本展は、ゴッホが画家になろうと決意してから、短い生涯を閉じるまでの約10年間
を、影響を受けた画家たちと彼自身の作品で跡付ける、展覧会です。

それにしても、彼が画家として活動したのがたった10年余りであることに、まず驚か
されます。その短い期間で、後世の人々に深い感動を与える、何と素晴らしい幾多
の絵画を生み出したことか!

そして短い画業ゆえに当然のことながら、彼の画風は先を行く同時代の画家たち
の影響を受けて、劇的に変遷して行きます。

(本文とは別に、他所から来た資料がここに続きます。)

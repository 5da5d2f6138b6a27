//! Mapping of normalized native columns onto the canonical fields.

use std::collections::BTreeSet;

use polars::prelude::DataFrame;
use tracing::debug;

use nfse_model::{CanonicalField, ColumnMapping, REQUIRED_FIELDS, SourceRole};

use crate::columns::normalize_column_name;
use crate::data_utils::{column_names, require_column};
use crate::error::{Result, TransformError};

/// Canonical field fed by the normalized header `name`, if any.
pub fn mapped_field(mapping: &ColumnMapping, name: &str) -> Option<CanonicalField> {
    mapping
        .pairs()
        .find(|(native, _)| normalize_column_name(native) == name)
        .map(|(_, field)| field)
}

/// Rename the mapped native columns of `df` to their canonical names.
///
/// Mapping entries are normalized the same way headers are, so a config
/// may say `"Valor Contábil"` or `"valor_contabil"`. Two entries that
/// normalize to the same header are an `AmbiguousMapping` error. Unmapped
/// columns are kept as they are; one that already carries a canonical name
/// is a `DuplicateColumn` error.
pub fn map_to_canonical(
    df: &DataFrame,
    mapping: &ColumnMapping,
    table: SourceRole,
) -> Result<DataFrame> {
    let mut natives = BTreeSet::new();
    for (native, _) in mapping.pairs() {
        let native = normalize_column_name(native);
        require_column(df, table, &native)?;
        if !natives.insert(native.clone()) {
            return Err(TransformError::AmbiguousMapping {
                table,
                column: native,
            });
        }
    }

    let mut renamed = Vec::with_capacity(df.width());
    for name in column_names(df) {
        if let Some(field) = mapped_field(mapping, &name) {
            renamed.push(field.as_str().to_string());
        } else if REQUIRED_FIELDS.iter().any(|field| field.as_str() == name) {
            return Err(TransformError::DuplicateColumn {
                table,
                column: name,
            });
        } else {
            renamed.push(name);
        }
    }
    debug!(table = %table, columns = renamed.len(), "canonical schema applied");
    let mut out = df.clone();
    out.set_column_names(renamed)?;
    Ok(out)
}

#[cfg(test)]
mod tests {
    use super::*;
    use nfse_model::{AMOUNT, CLIENT, INVOICE_NUMBER, REGION_CODE, SourceConfig};
    use polars::prelude::Column;

    fn ledger_frame() -> DataFrame {
        DataFrame::new(vec![
            Column::new("cliente".into(), vec!["Ana"]),
            Column::new("nota".into(), vec!["1"]),
            Column::new("uf".into(), vec!["SP"]),
            Column::new("valor_contabil".into(), vec!["1,00"]),
            Column::new("cfop".into(), vec!["5933"]),
        ])
        .unwrap()
    }

    #[test]
    fn renames_mapped_and_keeps_others() {
        let mapping = SourceConfig::default_ledger().columns;
        let out = map_to_canonical(&ledger_frame(), &mapping, SourceRole::Ledger).unwrap();
        assert_eq!(
            column_names(&out),
            vec![CLIENT, INVOICE_NUMBER, REGION_CODE, AMOUNT, "cfop"]
        );
    }

    #[test]
    fn mapping_entries_are_normalized() {
        let mut mapping = SourceConfig::default_ledger().columns;
        mapping.amount = "Valor Contábil".to_string();
        let out = map_to_canonical(&ledger_frame(), &mapping, SourceRole::Ledger).unwrap();
        assert!(column_names(&out).contains(&AMOUNT.to_string()));
    }

    #[test]
    fn missing_native_column() {
        let mapping = SourceConfig::default_authority().columns;
        let err = map_to_canonical(&ledger_frame(), &mapping, SourceRole::Authority).unwrap_err();
        match err {
            TransformError::MissingColumn { table, column } => {
                assert_eq!(table, SourceRole::Authority);
                assert_eq!(column, "nome_razao_social_tomador");
            }
            other => panic!("unexpected error: {other}"),
        }
    }

    #[test]
    fn unmapped_canonical_name_collides() {
        let mut df = ledger_frame();
        df.with_column(Column::new("amount".into(), vec!["2"])).unwrap();
        let mapping = SourceConfig::default_ledger().columns;
        let err = map_to_canonical(&df, &mapping, SourceRole::Ledger).unwrap_err();
        assert!(matches!(err, TransformError::DuplicateColumn { .. }));
    }

    #[test]
    fn entries_colliding_after_normalization_are_rejected() {
        let df = DataFrame::new(vec![
            Column::new("numero".into(), vec![1i64]),
            Column::new("uf_tomador".into(), vec!["SP"]),
            Column::new("valor_servicos".into(), vec![1.0]),
        ])
        .unwrap();
        let mut mapping = SourceConfig::default_authority().columns;
        mapping.client = "Número".to_string();
        let err = map_to_canonical(&df, &mapping, SourceRole::Authority).unwrap_err();
        match err {
            TransformError::AmbiguousMapping { table, column } => {
                assert_eq!(table, SourceRole::Authority);
                assert_eq!(column, "numero");
            }
            other => panic!("unexpected error: {other}"),
        }
    }

    #[test]
    fn mapped_field_matches_normalized_headers() {
        let mapping = SourceConfig::default_ledger().columns;
        assert_eq!(
            mapped_field(&mapping, "valor_contabil"),
            Some(CanonicalField::Amount)
        );
        assert_eq!(mapped_field(&mapping, "cfop"), None);
    }
}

この展覧会では、その核として、ハーグ
派と印象派の画家たちの、彼の絵画スタイルへの影響について取り上げています。

先のハーグ派は、オランダのハーグ市を中心に活動した画家のグループで、ゴッホ
はその派のマウフェ、マリス、イスラエルスなどに触発されて、画家として歩み始める
のですが、そのグループの特徴は、オランダの伝統的な絵画の流れをくむ、写実的
で色を抑えた穏やかな色調で農村の風景や風俗を描くもので、その時代の彼の
代表作には、「ジャガイモを食べる人々」があります。

私は実は、ハーグ派やこの時代のゴッホの絵画の知識が乏しいので、今展では
そこを中心に展示作品を観ようと思って会場に来たのですが、実際にこの派の画家
の絵や彼の作品にも見るべきものがありながら、やはり抑えた色彩の絵を観続けて
いるうちに、色に焦がれたとでも言いましょうか、彼がその後パリに出て最初に最も
影響を受けた画家モンティセリの絵画を目にして、思わず引き込まれてしまいました。

そこから、当時パリで最も輝いていた綺羅星のような印象派の画家ピサロ、モネ、
ルノアール、後期印象派の画家セザンヌ、ゴーギャン、シニャックたちとの交友、
絵画の影響関係が生まれ、彼の作品も鮮やかな色を得て、これこそゴッホというよう
に劇的に変化します。

この時代の彼の絵画は、実際に観ると正に圧巻、アルル時代の作品では、彼の
喜びや幸福感が絵全体からほとばしり出ていますし、サン=レミ時代の絵画には、
その輝く色彩に付け加えて、うねるような筆触が、彼の葛藤する心と深い思索の
せめぎ合いを滲み出させているように、感じられます。私はしばし、それらの作品
の前に呆然と佇まざるを得ませんでした。

これほど多くのゴッホの絵画を観て、本当に満ち足りた時間を過ごすことが出来ま
した。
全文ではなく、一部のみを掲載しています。